Activity -> Take the data that follows and retype it word for word.

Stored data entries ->
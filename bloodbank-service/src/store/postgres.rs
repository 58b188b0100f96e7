//! PostgreSQL-backed [`RecordStore`]

use async_trait::async_trait;
use serde_json::Value;
use sqlx::error::ErrorKind;
use sqlx::postgres::{PgArguments, PgDatabaseError, PgPool};
use sqlx::query::Query;
use sqlx::Postgres;
use std::sync::Arc;
use tokio::sync::{OwnedSemaphorePermit, Semaphore};

use super::{sql, FieldValue, Record, RecordStore, StoreError, StoreErrorKind, StoreOperation};
use crate::schema::{FieldKind, ResourceSchema};

/// sqlx pool plus an optional admission gate bounding the wait queue
#[derive(Debug, Clone)]
pub struct PgStore {
    pool: PgPool,
    admission: Option<Arc<Semaphore>>,
}

impl PgStore {
    /// Wrap a pool; `admission_limit` caps in-flight calls (connections plus waiters)
    pub fn new(pool: PgPool, admission_limit: Option<usize>) -> Self {
        Self {
            pool,
            admission: admission_limit.map(|n| Arc::new(Semaphore::new(n))),
        }
    }

    pub fn pool(&self) -> &PgPool {
        &self.pool
    }

    fn admit(&self, operation: StoreOperation) -> Result<Option<OwnedSemaphorePermit>, StoreError> {
        match &self.admission {
            None => Ok(None),
            Some(gate) => gate
                .clone()
                .try_acquire_owned()
                .map(Some)
                .map_err(|_| StoreError::pool_exhausted(operation)),
        }
    }
}

fn bind_value<'q>(
    query: Query<'q, Postgres, PgArguments>,
    kind: FieldKind,
    value: &FieldValue,
) -> Query<'q, Postgres, PgArguments> {
    match (value, kind) {
        (FieldValue::Text(s), _) => query.bind(s.clone()),
        (FieldValue::Integer(n), _) => query.bind(*n),
        (FieldValue::Date(d), _) => query.bind(*d),
        (FieldValue::Null, FieldKind::Text) => query.bind(None::<String>),
        (FieldValue::Null, FieldKind::Integer { .. }) => query.bind(None::<i64>),
        (FieldValue::Null, FieldKind::Date) => query.bind(None::<chrono::NaiveDate>),
    }
}

fn bind_record<'q>(stmt: &'q sql::Statement, record: &Record) -> Query<'q, Postgres, PgArguments> {
    let mut query = sqlx::query(&stmt.sql);
    for &i in &stmt.binds {
        query = bind_value(query, record.schema.fields[i].kind, &record.values[i]);
    }
    query
}

#[async_trait]
impl RecordStore for PgStore {
    async fn list(&self, schema: &'static ResourceSchema) -> Result<Vec<Value>, StoreError> {
        let _permit = self.admit(StoreOperation::List)?;
        sqlx::query_scalar::<_, Value>(&sql::list(schema))
            .fetch_all(&self.pool)
            .await
            .map_err(|e| classify(StoreOperation::List, e))
    }

    async fn insert(&self, record: &Record) -> Result<(), StoreError> {
        let _permit = self.admit(StoreOperation::Insert)?;
        let stmt = sql::insert(record.schema);
        bind_record(&stmt, record)
            .execute(&self.pool)
            .await
            .map(|_| ())
            .map_err(|e| classify(StoreOperation::Insert, e))
    }

    async fn replace(&self, record: &Record) -> Result<u64, StoreError> {
        let _permit = self.admit(StoreOperation::Replace)?;
        let stmt = sql::replace(record.schema);
        bind_record(&stmt, record)
            .execute(&self.pool)
            .await
            .map(|done| done.rows_affected())
            .map_err(|e| classify(StoreOperation::Replace, e))
    }

    async fn delete(&self, schema: &'static ResourceSchema, id: &str) -> Result<u64, StoreError> {
        let _permit = self.admit(StoreOperation::Delete)?;
        sqlx::query(&sql::delete(schema))
            .bind(id)
            .execute(&self.pool)
            .await
            .map(|done| done.rows_affected())
            .map_err(|e| classify(StoreOperation::Delete, e))
    }

    async fn ping(&self) -> Result<(), StoreError> {
        sqlx::query("SELECT 1")
            .execute(&self.pool)
            .await
            .map(|_| ())
            .map_err(|e| classify(StoreOperation::Ping, e))
    }

    async fn close(&self) {
        self.pool.close().await;
        tracing::info!("Database pool closed");
    }
}

/// Classify a driver error by its structured fields
pub(crate) fn classify(operation: StoreOperation, err: sqlx::Error) -> StoreError {
    use sqlx::Error as E;
    match err {
        E::Database(db) => {
            let kind = match db.kind() {
                ErrorKind::UniqueViolation => StoreErrorKind::UniqueViolation,
                ErrorKind::ForeignKeyViolation => StoreErrorKind::ForeignKeyViolation,
                ErrorKind::CheckViolation => StoreErrorKind::CheckViolation,
                ErrorKind::NotNullViolation => StoreErrorKind::NotNullViolation,
                _ => match db.code().as_deref() {
                    // query_canceled: statement_timeout fired
                    Some("57014") => StoreErrorKind::Timeout,
                    _ => StoreErrorKind::QueryFailed,
                },
            };

            let pg = db.try_downcast_ref::<PgDatabaseError>();
            let column = pg
                .and_then(|e| e.column().map(str::to_string))
                .or_else(|| pg.and_then(|e| e.detail()).and_then(detail_column));

            StoreError::new(operation, kind, db.message())
                .with_constraint(db.constraint())
                .with_column(column)
        }
        E::PoolTimedOut => StoreError::new(
            operation,
            StoreErrorKind::Timeout,
            "timed out waiting for a database connection",
        ),
        E::PoolClosed => StoreError::new(
            operation,
            StoreErrorKind::ConnectionFailed,
            "connection pool is closed",
        ),
        E::Io(e) => StoreError::new(operation, StoreErrorKind::ConnectionFailed, e.to_string()),
        E::Tls(e) => StoreError::new(
            operation,
            StoreErrorKind::ConnectionFailed,
            format!("TLS error: {e}"),
        ),
        E::Configuration(e) => StoreError::new(operation, StoreErrorKind::Other, e.to_string()),
        E::WorkerCrashed => StoreError::new(
            operation,
            StoreErrorKind::ConnectionFailed,
            "database worker crashed",
        ),
        E::Protocol(msg) => StoreError::new(operation, StoreErrorKind::QueryFailed, msg),
        other => StoreError::new(operation, StoreErrorKind::Other, other.to_string()),
    }
}

/// First column named in a PostgreSQL detail line such as
/// `Key (blood_type_id)=(Z+) is not present in table "blood_type".`
pub(crate) fn detail_column(detail: &str) -> Option<String> {
    let start = detail.find("Key (")? + "Key (".len();
    let rest = &detail[start..];
    let end = rest.find(')')?;
    rest[..end]
        .split(',')
        .next()
        .map(|c| c.trim().trim_matches('"').to_string())
        .filter(|c| !c.is_empty())
}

Result below ->
filename bloodbank-service/src/store/postgres.rs
repository 58b188b0100f96e7
//! PostgreSQL-backed [`RecordStore`]

use async_trait::async_trait;
use serde_json::Value;
use sqlx::error::ErrorKind;
use sqlx::postgres::{PgArguments, PgDatabaseError, PgPool};
use sqlx::query::Query;
use sqlx::Postgres;
use std::sync::Arc;
use tokio::sync::{OwnedSemaphorePermit, Semaphore};

use super::{sql, FieldValue, Record, RecordStore, StoreError, StoreErrorKind, StoreOperation};
use crate::schema::{FieldKind, ResourceSchema};

/// sqlx pool plus an optional admission gate bounding the wait queue
#[derive(Debug, Clone)]
pub struct PgStore {
    pool: PgPool,
    admission: Option<Arc<Semaphore>>,
}

impl PgStore {
    /// Wrap a pool; `admission_limit` caps in-flight calls (connections plus waiters)
    pub fn new(pool: PgPool, admission_limit: Option<usize>) -> Self {
        Self {
            pool,
            admission: admission_limit.map(|n| Arc::new(Semaphore::new(n))),
        }
    }

    pub fn pool(&self) -> &PgPool {
        &self.pool
    }

    fn admit(&self, operation: StoreOperation) -> Result<Option<OwnedSemaphorePermit>, StoreError> {
        match &self.admission {
            None => Ok(None),
            Some(gate) => gate
                .clone()
                .try_acquire_owned()
                .map(Some)
                .map_err(|_| StoreError::pool_exhausted(operation)),
        }
    }
}

fn bind_value<'q>(
    query: Query<'q, Postgres, PgArguments>,
    kind: FieldKind,
    value: &FieldValue,
) -> Query<'q, Postgres, PgArguments> {
    match (value, kind) {
        (FieldValue::Text(s), _) => query.bind(s.clone()),
        (FieldValue::Integer(n), _) => query.bind(*n),
        (FieldValue::Date(d), _) => query.bind(*d),
        (FieldValue::Null, FieldKind::Text) => query.bind(None::<String>),
        (FieldValue::Null, FieldKind::Integer { .. }) => query.bind(None::<i64>),
        (FieldValue::Null, FieldKind::Date) => query.bind(None::<chrono::NaiveDate>),
    }
}

fn bind_record<'q>(stmt: &'q sql::Statement, record: &Record) -> Query<'q, Postgres, PgArguments> {
    let mut query = sqlx::query(&stmt.sql);
    for &i in &stmt.binds {
        query = bind_value(query, record.schema.fields[i].kind, &record.values[i]);
    }
    query
}

#[async_trait]
impl RecordStore for PgStore {
    async fn list(&self, schema: &'static ResourceSchema) -> Result<Vec<Value>, StoreError> {
        let _permit = self.admit(StoreOperation::List)?;
        sqlx::query_scalar::<_, Value>(&sql::list(schema))
            .fetch_all(&self.pool)
            .await
            .map_err(|e| classify(StoreOperation::List, e))
    }

    async fn insert(&self, record: &Record) -> Result<(), StoreError> {
        let _permit = self.admit(StoreOperation::Insert)?;
        let stmt = sql::insert(record.schema);
        bind_record(&stmt, record)
            .execute(&self.pool)
            .await
            .map(|_| ())
            .map_err(|e| classify(StoreOperation::Insert, e))
    }

    async fn replace(&self, record: &Record) -> Result<u64, StoreError> {
        let _permit = self.admit(StoreOperation::Replace)?;
        let stmt = sql::replace(record.schema);
        bind_record(&stmt, record)
            .execute(&self.pool)
            .await
            .map(|done| done.rows_affected())
            .map_err(|e| classify(StoreOperation::Replace, e))
    }

    async fn delete(&self, schema: &'static ResourceSchema, id: &str) -> Result<u64, StoreError> {
        let _permit = self.admit(StoreOperation::Delete)?;
        sqlx::query(&sql::delete(schema))
            .bind(id)
            .execute(&self.pool)
            .await
            .map(|done| done.rows_affected())
            .map_err(|e| classify(StoreOperation::Delete, e))
    }

    async fn ping(&self) -> Result<(), StoreError> {
        sqlx::query("SELECT 1")
            .execute(&self.pool)
            .await
            .map(|_| ())
            .map_err(|e| classify(StoreOperation::Ping, e))
    }

    async fn close(&self) {
        self.pool.close().await;
        tracing::info!("Database pool closed");
    }
}

/// Classify a driver error by its structured fields
pub(crate) fn classify(operation: StoreOperation, err: sqlx::Error) -> StoreError {
    use sqlx::Error as E;
    match err {
        E::Database(db) => {
            let kind = match db.kind() {
                ErrorKind::UniqueViolation => StoreErrorKind::UniqueViolation,
                ErrorKind::ForeignKeyViolation => StoreErrorKind::ForeignKeyViolation,
                ErrorKind::CheckViolation => StoreErrorKind::CheckViolation,
                ErrorKind::NotNullViolation => StoreErrorKind::NotNullViolation,
                _ => match db.code().as_deref() {
                    // query_canceled: statement_timeout fired
                    Some("57014") => StoreErrorKind::Timeout,
                    _ => StoreErrorKind::QueryFailed,
                },
            };

            let pg = db.try_downcast_ref::<PgDatabaseError>();
            let column = pg
                .and_then(|e| e.column().map(str::to_string))
                .or_else(|| pg.and_then(|e| e.detail()).and_then(detail_column));

            StoreError::new(operation, kind, db.message())
                .with_constraint(db.constraint())
                .with_column(column)
        }
        E::PoolTimedOut => StoreError::new(
            operation,
            StoreErrorKind::Timeout,
            "timed out waiting for a database connection",
        ),
        E::PoolClosed => StoreError::new(
            operation,
            StoreErrorKind::ConnectionFailed,
            "connection pool is closed",
        ),
        E::Io(e) => StoreError::new(operation, StoreErrorKind::ConnectionFailed, e.to_string()),
        E::Tls(e) => StoreError::new(
            operation,
            StoreErrorKind::ConnectionFailed,
            format!("TLS error: {e}"),
        ),
        E::Configuration(e) => StoreError::new(operation, StoreErrorKind::Other, e.to_string()),
        E::WorkerCrashed => StoreError::new(
            operation,
            StoreErrorKind::ConnectionFailed,
            "database worker crashed",
        ),
        E::Protocol(msg) => StoreError::new(operation, StoreErrorKind::QueryFailed, msg),
        other => StoreError::new(operation, StoreErrorKind::Other, other.to_string()),
    }
}

/// First column named in a PostgreSQL detail line such as
/// `Key (blood_type_id)=(Z+) is not present in table "blood_type".`
pub(crate) fn detail_column(detail: &str) -> Option<String> {
    let start = detail.find("Key (")? + "Key (".len();
    let rest = &detail[start..];
    let end = rest.find(')')?;
    rest[..end]
        .split(',')
        .next()
        .map(|c| c.trim().trim_matches('"').to_string())
        .filter(|c| !c.is_empty())
}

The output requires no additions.